Turkish World War I casualty figures are often cited to mitigate the effect of the number of Armenian dead. The website of the Grand National Assembly of Turkey currently features a section entitled Archive Documents about the Atrocities and Genocide Inflicted upon Turks by Armenians, suggesting that the Turks of Anatolia experienced a genocide at the hands of the Armenians. This report notes that there were many Russian Armenians serving in the Russian Army against the Ottoman Army, suggesting that "Armenian soldiers in the Ottoman army deserted with their arms and having joined the Russian forces they formed voluntary units or armed bands." It further suggests that the Russian Empire intended "to annex Anatolia by using Armenians", and characterizes several infamous massacres of Armenians in the pre-WWI era as "uprisings", "rebellions" or "incidents". The text suggests that accounts of the Armenian Genocide are anti-Turkish, and argues that the Turkish and Ottoman Archives are of overriding importance and the only source of "true historical information".
Turkish governmental sources have asserted that the historically-demonstrated "tolerance of Turkish people" itself renders the Armenian Genocide an impossibility. One military document leverages 11th century history to disprove the Armenian Genocide: "It was the Seljuk Turks who saved the Armenians that came under the Turkish domination in 1071 from the Byzantine persecution and granted them the right to live as a man should." A Der Spiegel article addressed this modern Turkish conception of history thus:
Would you admit to the crimes of your grandfathers, if these crimes didn't really happen?" asked ambassador Öymen. But the problem lies precisely in this question, says Hrant Dink, publisher and editor-in-chief of the Istanbul-based Armenian weekly Agos. Turkey's bureaucratic elite have never really shed themselves of the Ottoman tradition — in the perpetrators, they see their fathers, whose honor they seek to defend.
This tradition instills a sense of identity in Turkish nationalists — both from the left and the right, and it is passed on from generation to generation through the school system. This tradition also requires an antipole against which it could define itself. Since the times of the Ottoman Empire, religious minorities have been pushed into this role.
The Turkish government continues to protest the formal recognition of the genocide by other countries, and to dispute that there ever was a genocide.
Controversies
Efforts by the Turkish government and its agents to quash mention of the genocide have resulted in numerous scholarly, diplomatic, political and legal controversies. Public prosecutors have utilized Article 301 of the Turkish Penal Code prohibiting "insulting Turkishness" to silence a number of prominent Turkish intellectuals who spoke of atrocities suffered by Armenians in the last days of the Ottoman Empire. These prosecutions have often been accompanied by hate campaigns and threats, as was the case for Hrant Dink, the Turkish-Armenian intellectual murdered in 2007.

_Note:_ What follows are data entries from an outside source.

//! # shiptrack-carriers
//!
//! Carrier abstraction and aggregation layer: a closed set of carrier
//! adapters behind one capability trait, a registry with format-based
//! detection, and an aggregator that caches, de-duplicates and falls back.
//!
//! ## Design
//!
//! - **Adapters** normalize provider payloads into one canonical
//!   [`TrackingResult`]; without credentials (or on provider failure) they
//!   serve a deterministic synthetic result, so the platform is fully
//!   exercisable without live provider access.
//! - **Registry** maps an explicit carrier code, or a detected tracking
//!   number format, to an adapter.
//! - **Aggregator** collapses concurrent lookups per key (single-flight),
//!   serves results younger than the staleness window from cache, and
//!   prefers stale data over errors when a refresh fails.
//!
//! ## Quick start
//!
//! ```rust,no_run
//! use shiptrack_carriers::{CarrierRegistry, TrackingAggregator};
//!
//! #[tokio::main]
//! async fn main() -> Result<(), Box<dyn std::error::Error>> {
//!     let registry = CarrierRegistry::with_default_carriers(|_| None, None);
//!     let aggregator = TrackingAggregator::new(registry);
//!     let result = aggregator.track("1234567890", Some("DHL")).await?;
//!     println!("{}: {}", result.tracking_number, result.current_status);
//!     Ok(())
//! }
//! ```

pub mod adapter;
mod aggregator;
mod error;
mod model;
pub mod providers;
mod registry;

// Re-exports
pub use adapter::{ApiCredentials, CarrierAdapter, ProviderTransport};
pub use aggregator::{BatchOutcome, TrackingAggregator, TrackingUpdate, UpdateHandler};
pub use error::{TrackingError, UpstreamError};
pub use model::{
    Address, AddressValidation, CarrierHealth, CarrierInfo, RateQuote, TrackingEvent,
    TrackingResult, TrackingStatus,
};
pub use registry::CarrierRegistry;

// Re-export commonly used types from dependencies
pub use async_trait::async_trait;
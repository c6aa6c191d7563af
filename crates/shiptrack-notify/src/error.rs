//! Error types for the notification layer

use thiserror::Error;

use crate::model::NotificationStatus;

/// Errors from notification operations
#[derive(Debug, Clone, Error)]
pub enum NotifyError {
    /// No such notification for this user
    #[error("notification not found")]
    NotFound,

    /// Status may only move unread -> read -> archived
    #[error("invalid status transition: {from} -> {to}")]
    InvalidTransition {
        from: NotificationStatus,
        to: NotificationStatus,
    },

    /// Backend failure
    #[error("store error: {0}")]
    Store(String),
}

/// Failure reported by a delivery channel collaborator
#[derive(Debug, Clone, Error)]
pub enum ChannelError {
    #[error("delivery failed: {0}")]
    Delivery(String),
}
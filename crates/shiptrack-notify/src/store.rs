//! Notification storage trait and the in-memory implementation
//!
//! The trait is the seam for a durable backend; each operation is
//! transactionally scoped to a single notification. Expired records are
//! invisible to every read path.

use async_trait::async_trait;
use chrono::Utc;
use dashmap::DashMap;
use std::sync::Arc;
use tracing::debug;

use crate::error::NotifyError;
use crate::model::{Notification, NotificationFilter, NotificationStatus};

/// Persistence contract for notification records
#[async_trait]
pub trait NotificationStore: Send + Sync + 'static {
    async fn insert(&self, notification: Notification) -> Result<(), NotifyError>;

    /// Fetch by id; expired records are absent
    async fn get(&self, id: &str) -> Option<Notification>;

    /// A user's notifications, newest first, expired excluded
    async fn list(&self, user_id: &str, filter: &NotificationFilter) -> Vec<Notification>;

    /// Move unread -> read, stamping `read_at` exactly once.
    ///
    /// Fails with `NotFound` when the id does not exist for this user and
    /// with `InvalidTransition` when already archived; marking an
    /// already-read record again is a no-op.
    async fn mark_read(&self, id: &str, user_id: &str) -> Result<Notification, NotifyError>;

    /// Move to archived; idempotent once archived
    async fn archive(&self, id: &str, user_id: &str) -> Result<Notification, NotifyError>;

    /// Record an email delivery confirmation
    async fn set_email_sent(&self, id: &str) -> Result<(), NotifyError>;

    /// Record a push delivery confirmation
    async fn set_push_sent(&self, id: &str) -> Result<(), NotifyError>;

    /// Remove records past `expires_at`; returns how many were dropped
    async fn purge_expired(&self) -> usize;

    async fn is_available(&self) -> bool;

    /// Backend name (for logging and health reporting)
    fn name(&self) -> &'static str;
}

/// In-memory store on a concurrent map
///
/// Suitable for development, tests and single-instance deployments; a
/// durable backend implements [`NotificationStore`] instead.
#[derive(Clone, Default)]
pub struct MemoryStore {
    records: Arc<DashMap<String, Notification>>,
}

impl MemoryStore {
    pub fn new() -> Self {
        Self::default()
    }

    pub fn record_count(&self) -> usize {
        self.records.len()
    }
}

#[async_trait]
impl NotificationStore for MemoryStore {
    async fn insert(&self, notification: Notification) -> Result<(), NotifyError> {
        self.records.insert(notification.id.clone(), notification);
        Ok(())
    }

    async fn get(&self, id: &str) -> Option<Notification> {
        let now = Utc::now();
        self.records
            .get(id)
            .map(|n| n.clone())
            .filter(|n| !n.is_expired(now))
    }

    async fn list(&self, user_id: &str, filter: &NotificationFilter) -> Vec<Notification> {
        let now = Utc::now();
        let mut matches: Vec<Notification> = self
            .records
            .iter()
            .filter(|entry| {
                let n = entry.value();
                n.user_id == user_id
                    && !n.is_expired(now)
                    && filter.status.map(|s| n.status == s).unwrap_or(true)
                    && filter.kind.map(|k| n.kind == k).unwrap_or(true)
            })
            .map(|entry| entry.value().clone())
            .collect();

        matches.sort_by(|a, b| b.created_at.cmp(&a.created_at));
        matches
    }

    async fn mark_read(&self, id: &str, user_id: &str) -> Result<Notification, NotifyError> {
        let now = Utc::now();
        let mut entry = self.records.get_mut(id).ok_or(NotifyError::NotFound)?;
        if entry.user_id != user_id || entry.is_expired(now) {
            return Err(NotifyError::NotFound);
        }

        match entry.status {
            NotificationStatus::Unread => {
                entry.status = NotificationStatus::Read;
                entry.read_at = Some(now);
                entry.updated_at = now;
            }
            NotificationStatus::Read => {}
            NotificationStatus::Archived => {
                return Err(NotifyError::InvalidTransition {
                    from: NotificationStatus::Archived,
                    to: NotificationStatus::Read,
                });
            }
        }
        Ok(entry.clone())
    }

    async fn archive(&self, id: &str, user_id: &str) -> Result<Notification, NotifyError> {
        let now = Utc::now();
        let mut entry = self.records.get_mut(id).ok_or(NotifyError::NotFound)?;
        if entry.user_id != user_id || entry.is_expired(now) {
            return Err(NotifyError::NotFound);
        }

        if entry.status != NotificationStatus::Archived {
            entry.status = NotificationStatus::Archived;
            entry.updated_at = now;
        }
        Ok(entry.clone())
    }

    async fn set_email_sent(&self, id: &str) -> Result<(), NotifyError> {
        let mut entry = self.records.get_mut(id).ok_or(NotifyError::NotFound)?;
        entry.email_sent = true;
        entry.updated_at = Utc::now();
        Ok(())
    }

    async fn set_push_sent(&self, id: &str) -> Result<(), NotifyError> {
        let mut entry = self.records.get_mut(id).ok_or(NotifyError::NotFound)?;
        entry.push_sent = true;
        entry.updated_at = Utc::now();
        Ok(())
    }

    async fn purge_expired(&self) -> usize {
        let now = Utc::now();
        let before = self.records.len();
        self.records.retain(|_, n| !n.is_expired(now));
        let purged = before - self.records.len();
        if purged > 0 {
            debug!(purged = purged, "expired notifications purged");
        }
        purged
    }

    async fn is_available(&self) -> bool {
        true
    }

    fn name(&self) -> &'static str {
        "Memory"
    }
}
// ---------------------------------------------------------------------------
// Shared payload shapes for the non-core operations

fn parse_generic_rates(payload: Value) -> Result<Vec<RateQuote>, UpstreamError> {
    let raw = payload["rates"]
        .as_array()
        .ok_or_else(|| UpstreamError::Parse("missing rates".into()))?;

    let mut quotes = Vec::new();
    for entry in raw {
        quotes.push(RateQuote {
            service_name: entry["serviceName"]
                .as_str()
                .ok_or_else(|| UpstreamError::Parse("rate missing serviceName".into()))?
                .to_string(),
            amount: entry["amount"]
                .as_f64()
                .ok_or_else(|| UpstreamError::Parse("rate missing amount".into()))?,
            currency: entry["currency"].as_str().unwrap_or("USD").to_string(),
            estimated_days: entry["estimatedDays"].as_u64().unwrap_or(0) as u32,
        });
    }
    Ok(quotes)
}

fn parse_generic_validation(payload: Value) -> Result<AddressValidation, UpstreamError> {
    Ok(AddressValidation {
        is_valid: payload["isValid"].as_bool().unwrap_or(false),
        normalized: payload
            .get("normalized")
            .filter(|v| !v.is_null())
            .map(|v| {
                Address::new(
                    v["city"].as_str().map(str::to_string),
                    v["state"].as_str().map(str::to_string),
                    v["country"].as_str().map(str::to_string),
                )
            }),
        messages: payload["messages"]
            .as_array()
            .into_iter()
            .flatten()
            .filter_map(|m| m.as_str().map(str::to_string))
            .collect(),
    })
}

In 1982, the Israeli Foreign Ministry attempted to prevent an international conference on genocide, held in Tel Aviv, from including any mention of the Armenian Genocide. Several reports suggested that Turkey had warned that Turkish Jews might face "reprisals", if the conference permitted Armenian participation. This charge was "categorically denied" by Turkey; the Israeli Foreign Ministry supported Turkey in this protestation that there had been no threats against Jews, suggesting that its misgivings as to the genocide conference were based on considerations "vital to the Jewish nation".
A 1989 U.S. Senate proposal to recognize the Armenian Genocide stoked the ire of Turkey. The proposal occurred in the context of the publication of internal U.S. documents which laid out a State Department official's eyewitness report that "thousands and thousands of Armenians, mostly innocent and helpless women and children, were butchered", in the last days of the Ottoman Empire. Turkey responded by blocking U.S. Navy visits to Turkey and suspending some U.S. military training facilities on Turkish territory. The American scholar who assembled the U.S. archive documents for publication went into hiding after a series of anonymous threats.
In 1990, psychologist Robert Jay Lifton received a letter from the Turkish Ambassador to the United States, questioning his inclusion of references to the Armenian Genocide in one of his books. The ambassador inadvertently included a draft of the letter, presented by scholar Heath Lowry, advising the ambassador on how to prevent mention of the Armenian Genocide in scholarly works. In 1996, Lowry was named to a chair at Princeton University, which had been financed by the Turkish government, sparking a debate on ethics in scholarship.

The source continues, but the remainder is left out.